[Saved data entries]
# # #
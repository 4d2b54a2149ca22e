use super::{read_record, BasicFetch, EntityFetch};
use crate::engine::TableGroupId;
use resultmap_core::{
    schema::{app::ModelId, FetchableId},
    stmt::{FetchTiming, NavigablePath, Value},
    Result,
};

/// A nested value attached to a fetch parent.
#[derive(Debug, Clone)]
pub enum Fetch {
    Basic(BasicFetch),
    Embedded(EmbeddedFetch),
    Entity(EntityFetch),
    Delayed(DelayedFetch),
    Plural(PluralFetch),
}

/// An embeddable value read from its owner's table group. Always immediate
/// and never null as a whole.
#[derive(Debug, Clone)]
pub struct EmbeddedFetch {
    pub path: NavigablePath,
    pub fetchable: FetchableId,
    pub fetches: Vec<Fetch>,
}

/// A to-one association loaded later by key.
#[derive(Debug, Clone)]
pub struct DelayedFetch {
    pub path: NavigablePath,
    pub fetchable: FetchableId,
    pub target: ModelId,

    /// Values-array positions of the join columns
    pub key_positions: Vec<usize>,

    pub timing: FetchTiming,
}

/// A collection attribute.
#[derive(Debug, Clone)]
pub struct PluralFetch {
    pub path: NavigablePath,
    pub fetchable: FetchableId,

    /// Values-array positions of the owner's identifier, the collection key
    pub key_positions: Vec<usize>,

    /// Set when the collection's rows are joined into the result
    pub table_group: Option<TableGroupId>,

    /// Values-array positions of the key columns in the collection table,
    /// when joined
    pub collection_key_positions: Vec<usize>,

    pub index: Option<Box<Fetch>>,
    pub element: Option<Box<Fetch>>,
    pub timing: FetchTiming,
}

impl Fetch {
    pub fn path(&self) -> &NavigablePath {
        match self {
            Self::Basic(fetch) => &fetch.path,
            Self::Embedded(fetch) => &fetch.path,
            Self::Entity(fetch) => &fetch.path,
            Self::Delayed(fetch) => &fetch.path,
            Self::Plural(fetch) => &fetch.path,
        }
    }

    pub fn fetchable(&self) -> FetchableId {
        match self {
            Self::Basic(fetch) => fetch.fetchable,
            Self::Embedded(fetch) => fetch.fetchable,
            Self::Entity(fetch) => fetch.fetchable,
            Self::Delayed(fetch) => fetch.fetchable,
            Self::Plural(fetch) => fetch.fetchable,
        }
    }

    pub fn timing(&self) -> FetchTiming {
        match self {
            Self::Basic(fetch) => fetch.timing,
            Self::Embedded(_) => FetchTiming::Immediate,
            Self::Entity(fetch) => fetch.timing,
            Self::Delayed(fetch) => fetch.timing,
            Self::Plural(fetch) => fetch.timing,
        }
    }

    pub fn as_basic(&self) -> Option<&BasicFetch> {
        match self {
            Self::Basic(fetch) => Some(fetch),
            _ => None,
        }
    }

    pub fn as_embedded(&self) -> Option<&EmbeddedFetch> {
        match self {
            Self::Embedded(fetch) => Some(fetch),
            _ => None,
        }
    }

    pub fn as_entity(&self) -> Option<&EntityFetch> {
        match self {
            Self::Entity(fetch) => Some(fetch),
            _ => None,
        }
    }

    pub fn as_delayed(&self) -> Option<&DelayedFetch> {
        match self {
            Self::Delayed(fetch) => Some(fetch),
            _ => None,
        }
    }

    pub fn as_plural(&self) -> Option<&PluralFetch> {
        match self {
            Self::Plural(fetch) => Some(fetch),
            _ => None,
        }
    }

    /// Values-array positions read directly by this fetch, not counting
    /// nested fetches.
    pub fn positions(&self) -> Vec<usize> {
        match self {
            Self::Basic(fetch) => vec![fetch.values_array_position],
            Self::Embedded(fetch) => fetch.fetches.iter().flat_map(Fetch::positions).collect(),
            Self::Entity(fetch) => fetch.identifier.positions(),
            Self::Delayed(fetch) => fetch.key_positions.clone(),
            Self::Plural(fetch) => fetch.key_positions.clone(),
        }
    }

    /// Assembles the fetch's value from one row. Delayed associations and
    /// collections assemble to their key.
    pub fn assemble(&self, row: &[Value]) -> Result<Value> {
        match self {
            Self::Basic(fetch) => fetch.assemble(row),
            Self::Embedded(fetch) => Ok(Value::Record(
                fetch
                    .fetches
                    .iter()
                    .map(|fetch| fetch.assemble(row))
                    .collect::<Result<_>>()?,
            )),
            Self::Entity(fetch) => fetch.assemble(row),
            Self::Delayed(fetch) => read_record(row, &fetch.key_positions),
            Self::Plural(fetch) => read_record(row, &fetch.key_positions),
        }
    }
}
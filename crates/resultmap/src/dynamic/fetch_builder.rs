use super::{DynamicFetchBuilderLegacy, DynamicFetchBuilderStandard, DynamicResultBuilderEntityStandard};
use crate::{
    engine::{CreationState, FetchParent},
    results::Fetch,
};
use resultmap_core::{schema::Fetchable, stmt::NavigablePath, Result};

/// A builder declared for one fetchable of a parent.
#[derive(Debug, Clone, PartialEq, Eq, Hash)]
pub enum FetchBuilder {
    /// Explicit column aliases for the fetchable
    Standard(DynamicFetchBuilderStandard),

    /// The fetchable resolves to a fully customized entity
    Entity(DynamicResultBuilderEntityStandard),

    /// A free-standing join declared by table alias
    Legacy(DynamicFetchBuilderLegacy),
}

impl FetchBuilder {
    pub fn build_fetch<'m>(
        &'m self,
        parent: &FetchParent,
        fetchable: &'m Fetchable,
        path: NavigablePath,
        state: &mut CreationState<'m>,
    ) -> Result<Fetch> {
        match self {
            Self::Standard(builder) => builder.build_fetch(parent, fetchable, path, state),
            Self::Entity(builder) => builder.build_fetch(parent, fetchable, path, state),
            Self::Legacy(builder) => builder.build_fetch(parent, fetchable, path, state),
        }
    }

    /// Column aliases declared for the fetchable's own selectables.
    pub fn column_aliases(&self) -> Option<&[String]> {
        match self {
            Self::Standard(builder) => Some(builder.column_aliases()),
            Self::Entity(_) => None,
            Self::Legacy(builder) => builder.column_aliases(),
        }
    }

    pub fn as_standard(&self) -> Option<&DynamicFetchBuilderStandard> {
        match self {
            Self::Standard(builder) => Some(builder),
            _ => None,
        }
    }

    pub fn as_entity(&self) -> Option<&DynamicResultBuilderEntityStandard> {
        match self {
            Self::Entity(builder) => Some(builder),
            _ => None,
        }
    }

    pub fn as_legacy(&self) -> Option<&DynamicFetchBuilderLegacy> {
        match self {
            Self::Legacy(builder) => Some(builder),
            _ => None,
        }
    }

    pub fn cache_key_instance(&self) -> Self {
        self.cache_key_instance_for(None)
    }

    pub(crate) fn cache_key_instance_for(&self, owner: Option<&str>) -> Self {
        match self {
            Self::Standard(builder) => Self::Standard(builder.cache_key_instance_for(owner)),
            Self::Entity(builder) => Self::Entity(builder.cache_key_instance()),
            Self::Legacy(builder) => Self::Legacy(builder.cache_key_instance()),
        }
    }

    /// Short description used in error messages.
    pub fn describe(&self) -> String {
        match self {
            Self::Standard(builder) => format!(
                "standard({}, [{}])",
                builder.fetchable_name(),
                builder.column_aliases().join(", ")
            ),
            Self::Entity(builder) => format!(
                "entity({} as {})",
                builder.entity_name(),
                builder.table_alias()
            ),
            Self::Legacy(builder) => format!(
                "join({} as {})",
                builder.role(),
                builder.table_alias()
            ),
        }
    }
}

impl From<DynamicFetchBuilderStandard> for FetchBuilder {
    fn from(value: DynamicFetchBuilderStandard) -> Self {
        Self::Standard(value)
    }
}

impl From<DynamicResultBuilderEntityStandard> for FetchBuilder {
    fn from(value: DynamicResultBuilderEntityStandard) -> Self {
        Self::Entity(value)
    }
}

impl From<DynamicFetchBuilderLegacy> for FetchBuilder {
    fn from(value: DynamicFetchBuilderLegacy) -> Self {
        Self::Legacy(value)
    }
}
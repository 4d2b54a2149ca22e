use super::DynamicResultBuilderBasic;
use crate::{
    engine::CreationState,
    results::{InstantiationArgument, InstantiationResult},
};
use resultmap_core::{stmt, Error, Result};
use std::sync::Arc;

/// Projects columns into a constructor call on `target`.
#[derive(Debug, Clone, PartialEq, Eq, Hash)]
pub struct DynamicResultBuilderInstantiation {
    target: stmt::Type,
    arguments: Vec<InstantiationArgumentBuilder>,
}

#[derive(Debug, Clone, PartialEq, Eq, Hash)]
struct InstantiationArgumentBuilder {
    builder: Arc<DynamicResultBuilderBasic>,
    alias: Option<String>,
}

impl DynamicResultBuilderInstantiation {
    pub fn new(target: stmt::Type) -> Self {
        Self {
            target,
            arguments: vec![],
        }
    }

    pub fn target(&self) -> &stmt::Type {
        &self.target
    }

    pub fn argument_count(&self) -> usize {
        self.arguments.len()
    }

    /// Appends a scalar argument read from `column_alias`.
    pub fn add_basic_argument(&mut self, column_alias: &str, argument_alias: Option<&str>) -> &mut Self {
        self.arguments.push(InstantiationArgumentBuilder {
            builder: Arc::new(DynamicResultBuilderBasic::new(column_alias)),
            alias: argument_alias.map(str::to_string),
        });
        self
    }

    pub fn build_result(&self, state: &mut CreationState<'_>) -> Result<InstantiationResult> {
        if self.arguments.is_empty() {
            return Err(Error::illegal_state(format!(
                "cannot instantiate `{}` without arguments",
                self.target
            )));
        }

        let mut arguments = Vec::with_capacity(self.arguments.len());
        for (index, argument) in self.arguments.iter().enumerate() {
            arguments.push(InstantiationArgument {
                alias: argument.alias.clone(),
                result: argument.builder.build_result(index, state)?,
            });
        }

        Ok(InstantiationResult {
            target: self.target.clone(),
            arguments,
        })
    }

    pub fn cache_key_instance(&self) -> Self {
        Self {
            target: self.target.clone(),
            arguments: self
                .arguments
                .iter()
                .map(|argument| InstantiationArgumentBuilder {
                    builder: Arc::clone(&argument.builder),
                    alias: argument.alias.clone(),
                })
                .collect(),
        }
    }

    /// Argument builders in declaration order.
    pub fn arguments(&self) -> impl ExactSizeIterator<Item = (&Arc<DynamicResultBuilderBasic>, Option<&str>)> + '_ {
        self.arguments
            .iter()
            .map(|argument| (&argument.builder, argument.alias.as_deref()))
    }
}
# # #
> Action item
Within the data, how many lines hold "EmbeddedFetch"? Respond with only the number.

> Solution below
3